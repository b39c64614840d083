//! Service layer error types
//!
//! Provides a unified error type for all service operations.

use graph_core::DomainError;
use std::fmt;

/// Service layer error type
#[derive(Debug)]
pub enum ServiceError {
    /// Domain rule violation
    Domain(DomainError),

    /// Validation error
    Validation(String),

    /// A toggle kept losing races on its edge and gave up
    Transient { attempts: u32 },
}

impl fmt::Display for ServiceError {
    fn fmt(&self, f: &mut fmt::Formatter<'_>) -> fmt::Result {
        match self {
            Self::Domain(e) => write!(f, "{e}"),
            Self::Validation(msg) => write!(f, "Validation error: {msg}"),
            Self::Transient { attempts } => {
                write!(f, "Edge is being modified concurrently, gave up after {attempts} attempts")
            }
        }
    }
}

impl std::error::Error for ServiceError {
    fn source(&self) -> Option<&(dyn std::error::Error + 'static)> {
        match self {
            Self::Domain(e) => Some(e),
            _ => None,
        }
    }
}

impl ServiceError {
    /// Create a validation error
    pub fn validation(msg: impl Into<String>) -> Self {
        Self::Validation(msg.into())
    }

    /// Create a transient failure after `attempts` tries
    pub fn transient(attempts: u32) -> Self {
        Self::Transient { attempts }
    }

    /// Check if the caller may retry the same request
    pub fn is_transient(&self) -> bool {
        matches!(self, Self::Transient { .. })
    }

    /// Get the HTTP status code for this error
    pub fn status_code(&self) -> u16 {
        match self {
            Self::Domain(e) => {
                if e.is_not_found() {
                    404
                } else if e.is_validation() {
                    400
                } else if e.is_conflict() {
                    409
                } else {
                    500
                }
            }
            Self::Validation(_) => 400,
            Self::Transient { .. } => 503,
        }
    }

    /// Get the error code for API responses
    pub fn error_code(&self) -> &str {
        match self {
            Self::Domain(e) => e.code(),
            Self::Validation(_) => "VALIDATION_ERROR",
            Self::Transient { .. } => "TRANSIENT_FAILURE",
        }
    }
}

impl From<DomainError> for ServiceError {
    fn from(err: DomainError) -> Self {
        Self::Domain(err)
    }
}

/// Result type for service operations
pub type ServiceResult<T> = Result<T, ServiceError>;
//! # graph-core
//!
//! Domain layer containing edges, value objects, read models, the Edge Store
//! port, and the collaborator ports for content and channels.
//! This crate has zero dependencies on infrastructure (database, web framework, etc.).

pub mod entities;
pub mod error;
pub mod traits;
pub mod value_objects;

// Re-export commonly used types at crate root
pub use entities::{
    ChannelProfile, ChannelStats, ContentReactionSummary, Edge, EdgeCursor, EdgeFilter, EdgeKey,
    EdgePage, OwnedContent, ReactionEdge, ReactionSummary, ReactionToggleResult,
    SubscriptionEdge, SubscriptionToggle, SubscriptionToggleResult,
};
pub use error::DomainError;
pub use traits::{
    ChannelDirectory, ContentCatalog, ContentRegistry, EdgeSnapshot, EdgeStore, EdgeTransaction,
    RepoResult,
};
pub use value_objects::{
    ActorId, ContentId, IdParseError, ReactionKind, ReactionState, ReactionToggle, Target,
    TargetType,
};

------------------------------------

Your goal:
Write out the full listing, keeping every line exactly as it is.

Task solution:
repository b39c64614840d083
//! Service layer error types
//!
//! Provides a unified error type for all service operations.

use graph_core::DomainError;
use std::fmt;

/// Service layer error type
#[derive(Debug)]
pub enum ServiceError {
    /// Domain rule violation
    Domain(DomainError),

    /// Validation error
    Validation(String),

    /// A toggle kept losing races on its edge and gave up
    Transient { attempts: u32 },
}

impl fmt::Display for ServiceError {
    fn fmt(&self, f: &mut fmt::Formatter<'_>) -> fmt::Result {
        match self {
            Self::Domain(e) => write!(f, "{e}"),
            Self::Validation(msg) => write!(f, "Validation error: {msg}"),
            Self::Transient { attempts } => {
                write!(f, "Edge is being modified concurrently, gave up after {attempts} attempts")
            }
        }
    }
}

impl std::error::Error for ServiceError {
    fn source(&self) -> Option<&(dyn std::error::Error + 'static)> {
        match self {
            Self::Domain(e) => Some(e),
            _ => None,
        }
    }
}

impl ServiceError {
    /// Create a validation error
    pub fn validation(msg: impl Into<String>) -> Self {
        Self::Validation(msg.into())
    }

    /// Create a transient failure after `attempts` tries
    pub fn transient(attempts: u32) -> Self {
        Self::Transient { attempts }
    }

    /// Check if the caller may retry the same request
    pub fn is_transient(&self) -> bool {
        matches!(self, Self::Transient { .. })
    }

    /// Get the HTTP status code for this error
    pub fn status_code(&self) -> u16 {
        match self {
            Self::Domain(e) => {
                if e.is_not_found() {
                    404
                } else if e.is_validation() {
                    400
                } else if e.is_conflict() {
                    409
                } else {
                    500
                }
            }
            Self::Validation(_) => 400,
            Self::Transient { .. } => 503,
        }
    }

    /// Get the error code for API responses
    pub fn error_code(&self) -> &str {
        match self {
            Self::Domain(e) => e.code(),
            Self::Validation(_) => "VALIDATION_ERROR",
            Self::Transient { .. } => "TRANSIENT_FAILURE",
        }
    }
}

impl From<DomainError> for ServiceError {
    fn from(err: DomainError) -> Self {
        Self::Domain(err)
    }
}

/// Result type for service operations
pub type ServiceResult<T> = Result<T, ServiceError>;
//! # graph-core
//!
//! Domain layer containing edges, value objects, read models, the Edge Store
//! port, and the collaborator ports for content and channels.
//! This crate has zero dependencies on infrastructure (database, web framework, etc.).

pub mod entities;
pub mod error;
pub mod traits;
pub mod value_objects;

// Re-export commonly used types at crate root
pub use entities::{
    ChannelProfile, ChannelStats, ContentReactionSummary, Edge, EdgeCursor, EdgeFilter, EdgeKey,
    EdgePage, OwnedContent, ReactionEdge, ReactionSummary, ReactionToggleResult,
    SubscriptionEdge, SubscriptionToggle, SubscriptionToggleResult,
};
pub use error::DomainError;
pub use traits::{
    ChannelDirectory, ContentCatalog, ContentRegistry, EdgeSnapshot, EdgeStore, EdgeTransaction,
    RepoResult,
};
pub use value_objects::{
    ActorId, ContentId, IdParseError, ReactionKind, ReactionState, ReactionToggle, Target,
    TargetType,
};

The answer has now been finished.